▸ **Work order**: If a line in the entries contains the word "usize", list it.
┌──
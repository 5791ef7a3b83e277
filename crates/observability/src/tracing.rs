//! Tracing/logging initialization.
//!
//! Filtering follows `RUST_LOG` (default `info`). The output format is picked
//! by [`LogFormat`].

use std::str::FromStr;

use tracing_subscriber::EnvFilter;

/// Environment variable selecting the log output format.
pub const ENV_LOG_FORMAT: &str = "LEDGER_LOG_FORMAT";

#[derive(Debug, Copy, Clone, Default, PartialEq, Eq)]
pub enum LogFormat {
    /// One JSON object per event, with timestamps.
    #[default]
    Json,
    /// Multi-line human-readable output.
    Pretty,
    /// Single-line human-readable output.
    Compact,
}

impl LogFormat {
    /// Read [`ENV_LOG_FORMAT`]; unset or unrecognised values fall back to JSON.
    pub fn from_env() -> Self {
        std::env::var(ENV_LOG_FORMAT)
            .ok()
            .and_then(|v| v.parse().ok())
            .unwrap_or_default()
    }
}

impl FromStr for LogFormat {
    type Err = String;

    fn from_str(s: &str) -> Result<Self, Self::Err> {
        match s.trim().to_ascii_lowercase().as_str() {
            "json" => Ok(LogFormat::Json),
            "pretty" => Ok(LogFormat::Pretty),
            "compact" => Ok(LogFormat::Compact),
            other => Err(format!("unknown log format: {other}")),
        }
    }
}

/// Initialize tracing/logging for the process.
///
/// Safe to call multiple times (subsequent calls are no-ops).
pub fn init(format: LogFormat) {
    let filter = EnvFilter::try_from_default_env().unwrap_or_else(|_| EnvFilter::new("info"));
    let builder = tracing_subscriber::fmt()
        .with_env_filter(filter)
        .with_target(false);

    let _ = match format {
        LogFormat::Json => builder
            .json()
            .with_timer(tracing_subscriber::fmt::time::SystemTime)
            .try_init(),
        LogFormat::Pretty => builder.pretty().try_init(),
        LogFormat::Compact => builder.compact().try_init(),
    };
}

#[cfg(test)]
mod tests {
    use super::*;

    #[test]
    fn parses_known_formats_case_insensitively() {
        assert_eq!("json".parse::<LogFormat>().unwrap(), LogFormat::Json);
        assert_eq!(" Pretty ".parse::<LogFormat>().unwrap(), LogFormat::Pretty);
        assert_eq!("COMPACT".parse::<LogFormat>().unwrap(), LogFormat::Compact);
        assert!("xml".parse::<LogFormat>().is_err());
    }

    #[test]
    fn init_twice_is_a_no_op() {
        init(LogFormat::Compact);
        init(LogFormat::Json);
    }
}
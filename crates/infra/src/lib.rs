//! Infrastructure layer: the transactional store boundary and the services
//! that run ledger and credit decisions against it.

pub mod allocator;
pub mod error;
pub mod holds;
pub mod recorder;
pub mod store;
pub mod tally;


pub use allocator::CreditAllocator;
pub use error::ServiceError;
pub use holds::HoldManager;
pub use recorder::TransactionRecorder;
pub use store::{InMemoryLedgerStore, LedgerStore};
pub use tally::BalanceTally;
└──
┌──
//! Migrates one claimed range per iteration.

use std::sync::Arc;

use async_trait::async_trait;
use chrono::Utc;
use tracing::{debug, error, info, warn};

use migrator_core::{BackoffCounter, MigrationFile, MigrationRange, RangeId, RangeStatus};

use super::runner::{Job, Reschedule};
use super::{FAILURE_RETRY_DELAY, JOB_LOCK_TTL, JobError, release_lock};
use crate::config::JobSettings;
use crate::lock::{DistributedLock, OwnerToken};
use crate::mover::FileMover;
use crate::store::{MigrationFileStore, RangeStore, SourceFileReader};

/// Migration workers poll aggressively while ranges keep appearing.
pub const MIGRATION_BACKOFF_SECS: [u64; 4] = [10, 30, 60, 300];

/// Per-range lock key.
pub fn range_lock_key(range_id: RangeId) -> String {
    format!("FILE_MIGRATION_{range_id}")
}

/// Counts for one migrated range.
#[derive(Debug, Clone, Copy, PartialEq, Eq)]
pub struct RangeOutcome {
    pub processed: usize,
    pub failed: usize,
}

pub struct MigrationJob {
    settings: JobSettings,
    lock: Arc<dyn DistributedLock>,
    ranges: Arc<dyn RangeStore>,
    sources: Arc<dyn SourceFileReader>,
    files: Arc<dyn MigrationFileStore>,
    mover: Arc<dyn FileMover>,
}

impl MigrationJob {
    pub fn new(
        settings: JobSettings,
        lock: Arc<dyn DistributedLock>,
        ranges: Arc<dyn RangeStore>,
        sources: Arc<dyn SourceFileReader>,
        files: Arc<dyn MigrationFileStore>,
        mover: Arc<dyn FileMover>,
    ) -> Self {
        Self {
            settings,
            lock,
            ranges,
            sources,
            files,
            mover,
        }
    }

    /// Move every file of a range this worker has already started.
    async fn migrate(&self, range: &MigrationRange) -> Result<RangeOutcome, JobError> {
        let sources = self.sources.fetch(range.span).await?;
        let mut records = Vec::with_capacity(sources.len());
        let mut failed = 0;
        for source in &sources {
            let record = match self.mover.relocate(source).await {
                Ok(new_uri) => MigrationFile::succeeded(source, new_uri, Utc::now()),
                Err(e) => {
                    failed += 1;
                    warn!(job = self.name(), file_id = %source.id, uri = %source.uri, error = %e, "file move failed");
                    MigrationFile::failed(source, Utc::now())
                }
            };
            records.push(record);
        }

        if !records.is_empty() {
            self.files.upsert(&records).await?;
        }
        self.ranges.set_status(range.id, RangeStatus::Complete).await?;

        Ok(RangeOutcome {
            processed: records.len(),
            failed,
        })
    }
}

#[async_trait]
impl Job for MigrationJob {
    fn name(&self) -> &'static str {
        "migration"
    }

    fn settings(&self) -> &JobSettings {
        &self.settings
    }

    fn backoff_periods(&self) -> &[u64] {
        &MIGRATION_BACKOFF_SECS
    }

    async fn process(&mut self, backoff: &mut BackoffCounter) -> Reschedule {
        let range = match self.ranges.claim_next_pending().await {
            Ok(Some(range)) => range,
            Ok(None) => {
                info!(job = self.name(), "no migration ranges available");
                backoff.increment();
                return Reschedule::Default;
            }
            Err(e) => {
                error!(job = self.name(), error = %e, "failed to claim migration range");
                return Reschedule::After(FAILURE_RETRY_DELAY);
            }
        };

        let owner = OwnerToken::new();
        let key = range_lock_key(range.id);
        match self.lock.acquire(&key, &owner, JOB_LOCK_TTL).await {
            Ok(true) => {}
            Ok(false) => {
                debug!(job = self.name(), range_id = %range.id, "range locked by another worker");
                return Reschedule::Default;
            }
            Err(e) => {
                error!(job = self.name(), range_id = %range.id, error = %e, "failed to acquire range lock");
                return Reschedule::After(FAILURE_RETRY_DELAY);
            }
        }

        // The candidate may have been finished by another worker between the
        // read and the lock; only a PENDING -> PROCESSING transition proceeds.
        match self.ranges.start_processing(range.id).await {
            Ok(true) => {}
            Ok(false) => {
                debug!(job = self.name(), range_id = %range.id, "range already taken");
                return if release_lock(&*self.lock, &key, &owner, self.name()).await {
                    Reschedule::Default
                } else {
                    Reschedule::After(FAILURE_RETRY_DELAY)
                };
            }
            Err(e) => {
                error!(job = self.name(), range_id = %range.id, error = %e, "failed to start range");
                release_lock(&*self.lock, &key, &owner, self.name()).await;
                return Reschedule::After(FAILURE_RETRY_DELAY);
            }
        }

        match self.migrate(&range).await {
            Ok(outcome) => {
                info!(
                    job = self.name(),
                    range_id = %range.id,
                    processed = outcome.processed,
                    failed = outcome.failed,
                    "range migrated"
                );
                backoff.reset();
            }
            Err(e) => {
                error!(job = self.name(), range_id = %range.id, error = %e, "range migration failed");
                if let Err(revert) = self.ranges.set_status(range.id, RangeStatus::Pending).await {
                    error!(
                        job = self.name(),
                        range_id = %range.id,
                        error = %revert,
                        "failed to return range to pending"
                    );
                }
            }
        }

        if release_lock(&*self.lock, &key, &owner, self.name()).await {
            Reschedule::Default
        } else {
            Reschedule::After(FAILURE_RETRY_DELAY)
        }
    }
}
└──
┌──
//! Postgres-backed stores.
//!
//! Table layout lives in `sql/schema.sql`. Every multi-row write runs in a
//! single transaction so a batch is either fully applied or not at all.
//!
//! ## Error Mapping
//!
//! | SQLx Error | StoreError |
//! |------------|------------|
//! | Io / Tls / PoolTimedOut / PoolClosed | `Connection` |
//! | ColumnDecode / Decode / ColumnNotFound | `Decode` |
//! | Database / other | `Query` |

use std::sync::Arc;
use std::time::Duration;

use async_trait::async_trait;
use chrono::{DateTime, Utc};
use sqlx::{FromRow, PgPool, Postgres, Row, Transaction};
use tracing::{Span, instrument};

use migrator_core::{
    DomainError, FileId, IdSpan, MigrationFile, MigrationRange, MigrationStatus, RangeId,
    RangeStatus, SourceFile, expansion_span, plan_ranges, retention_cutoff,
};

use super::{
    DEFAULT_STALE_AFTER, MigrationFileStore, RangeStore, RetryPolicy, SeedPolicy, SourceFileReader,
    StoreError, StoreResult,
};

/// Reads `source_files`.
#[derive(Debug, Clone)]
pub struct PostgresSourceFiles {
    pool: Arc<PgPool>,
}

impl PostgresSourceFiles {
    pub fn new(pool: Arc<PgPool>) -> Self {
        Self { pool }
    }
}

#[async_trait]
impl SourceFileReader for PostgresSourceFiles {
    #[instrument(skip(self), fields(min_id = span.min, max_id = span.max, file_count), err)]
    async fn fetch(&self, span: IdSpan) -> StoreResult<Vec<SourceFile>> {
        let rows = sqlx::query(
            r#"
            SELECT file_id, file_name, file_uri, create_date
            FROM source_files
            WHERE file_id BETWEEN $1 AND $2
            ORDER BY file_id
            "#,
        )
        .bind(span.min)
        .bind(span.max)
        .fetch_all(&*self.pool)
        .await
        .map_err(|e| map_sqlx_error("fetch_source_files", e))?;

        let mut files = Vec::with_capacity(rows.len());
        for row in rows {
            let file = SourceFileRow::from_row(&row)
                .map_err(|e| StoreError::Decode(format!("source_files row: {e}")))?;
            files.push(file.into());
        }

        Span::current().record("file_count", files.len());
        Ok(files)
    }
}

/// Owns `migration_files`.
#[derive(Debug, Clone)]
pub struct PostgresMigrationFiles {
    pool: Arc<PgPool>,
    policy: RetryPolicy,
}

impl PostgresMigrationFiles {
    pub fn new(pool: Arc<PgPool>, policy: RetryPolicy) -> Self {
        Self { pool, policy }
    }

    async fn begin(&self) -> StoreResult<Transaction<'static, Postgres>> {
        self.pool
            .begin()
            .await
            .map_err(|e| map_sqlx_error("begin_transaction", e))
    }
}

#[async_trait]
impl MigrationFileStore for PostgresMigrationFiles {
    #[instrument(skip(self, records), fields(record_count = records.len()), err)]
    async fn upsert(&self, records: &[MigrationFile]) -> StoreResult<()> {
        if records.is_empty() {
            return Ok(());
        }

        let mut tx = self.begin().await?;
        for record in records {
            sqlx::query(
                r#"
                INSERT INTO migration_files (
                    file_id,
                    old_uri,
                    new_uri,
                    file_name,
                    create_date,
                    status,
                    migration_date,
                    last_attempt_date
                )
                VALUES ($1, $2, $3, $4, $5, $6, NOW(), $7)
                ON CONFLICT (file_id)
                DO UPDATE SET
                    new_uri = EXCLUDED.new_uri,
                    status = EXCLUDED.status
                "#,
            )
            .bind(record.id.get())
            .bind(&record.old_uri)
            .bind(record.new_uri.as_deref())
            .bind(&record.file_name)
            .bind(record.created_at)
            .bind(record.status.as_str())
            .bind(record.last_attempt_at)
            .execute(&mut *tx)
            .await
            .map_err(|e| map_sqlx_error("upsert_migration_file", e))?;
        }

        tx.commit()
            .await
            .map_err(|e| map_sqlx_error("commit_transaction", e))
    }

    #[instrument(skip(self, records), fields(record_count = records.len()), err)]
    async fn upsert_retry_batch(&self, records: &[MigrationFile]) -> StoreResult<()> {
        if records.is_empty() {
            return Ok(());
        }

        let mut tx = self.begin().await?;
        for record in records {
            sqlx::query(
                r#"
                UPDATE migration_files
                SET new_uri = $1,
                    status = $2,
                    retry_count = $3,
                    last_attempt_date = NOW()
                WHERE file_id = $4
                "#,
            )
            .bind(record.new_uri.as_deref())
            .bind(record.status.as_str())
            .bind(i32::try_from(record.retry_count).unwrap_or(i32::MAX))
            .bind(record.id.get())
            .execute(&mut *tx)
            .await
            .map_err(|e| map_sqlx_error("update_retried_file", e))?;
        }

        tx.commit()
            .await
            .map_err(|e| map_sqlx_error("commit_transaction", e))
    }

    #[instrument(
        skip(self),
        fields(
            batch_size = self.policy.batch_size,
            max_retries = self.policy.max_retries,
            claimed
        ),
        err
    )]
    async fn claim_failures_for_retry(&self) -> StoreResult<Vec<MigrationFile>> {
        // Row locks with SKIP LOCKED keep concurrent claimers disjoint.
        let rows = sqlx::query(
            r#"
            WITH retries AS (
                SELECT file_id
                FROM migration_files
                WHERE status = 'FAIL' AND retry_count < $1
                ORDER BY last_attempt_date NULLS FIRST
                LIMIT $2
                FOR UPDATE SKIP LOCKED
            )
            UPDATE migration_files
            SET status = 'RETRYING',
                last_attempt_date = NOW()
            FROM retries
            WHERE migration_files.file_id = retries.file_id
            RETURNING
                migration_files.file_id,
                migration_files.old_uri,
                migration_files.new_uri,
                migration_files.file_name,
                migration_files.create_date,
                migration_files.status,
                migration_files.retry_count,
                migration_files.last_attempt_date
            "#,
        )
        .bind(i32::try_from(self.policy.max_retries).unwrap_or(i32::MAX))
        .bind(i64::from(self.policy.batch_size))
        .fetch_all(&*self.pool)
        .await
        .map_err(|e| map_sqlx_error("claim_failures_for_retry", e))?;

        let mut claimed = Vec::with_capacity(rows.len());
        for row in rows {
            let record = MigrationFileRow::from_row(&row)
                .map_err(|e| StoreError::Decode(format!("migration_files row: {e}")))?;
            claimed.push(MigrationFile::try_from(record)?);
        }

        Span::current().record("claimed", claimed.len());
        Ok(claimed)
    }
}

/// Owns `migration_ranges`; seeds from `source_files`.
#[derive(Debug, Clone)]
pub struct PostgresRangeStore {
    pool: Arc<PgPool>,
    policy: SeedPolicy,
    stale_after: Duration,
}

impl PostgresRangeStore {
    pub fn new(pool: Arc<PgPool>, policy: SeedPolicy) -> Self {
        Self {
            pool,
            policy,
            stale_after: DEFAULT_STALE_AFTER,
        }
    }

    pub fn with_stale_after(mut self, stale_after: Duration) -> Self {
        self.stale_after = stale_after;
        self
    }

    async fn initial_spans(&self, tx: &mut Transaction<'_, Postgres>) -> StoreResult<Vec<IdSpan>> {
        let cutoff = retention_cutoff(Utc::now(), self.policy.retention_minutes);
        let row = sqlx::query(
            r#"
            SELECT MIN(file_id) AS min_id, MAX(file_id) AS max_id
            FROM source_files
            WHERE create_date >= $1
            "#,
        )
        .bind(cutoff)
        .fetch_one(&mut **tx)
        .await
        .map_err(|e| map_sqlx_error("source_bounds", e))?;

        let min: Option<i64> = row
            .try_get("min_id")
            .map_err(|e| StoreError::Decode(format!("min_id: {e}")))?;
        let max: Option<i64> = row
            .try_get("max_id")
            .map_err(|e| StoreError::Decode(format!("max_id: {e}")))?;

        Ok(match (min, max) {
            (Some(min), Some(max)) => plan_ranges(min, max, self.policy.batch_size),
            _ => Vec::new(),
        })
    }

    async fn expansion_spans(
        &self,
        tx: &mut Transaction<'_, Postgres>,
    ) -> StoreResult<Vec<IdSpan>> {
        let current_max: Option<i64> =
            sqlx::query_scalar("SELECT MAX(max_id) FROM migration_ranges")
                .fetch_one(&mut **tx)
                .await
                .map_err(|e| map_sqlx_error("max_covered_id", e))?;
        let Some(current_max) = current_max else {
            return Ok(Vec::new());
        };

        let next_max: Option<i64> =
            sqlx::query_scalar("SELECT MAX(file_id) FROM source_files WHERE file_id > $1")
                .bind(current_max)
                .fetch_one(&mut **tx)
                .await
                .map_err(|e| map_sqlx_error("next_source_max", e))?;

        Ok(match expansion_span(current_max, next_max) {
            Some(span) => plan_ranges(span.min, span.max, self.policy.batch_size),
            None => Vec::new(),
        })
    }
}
└──
▸ **Output below**:
    pub processed: usize,
    pub failed: usize,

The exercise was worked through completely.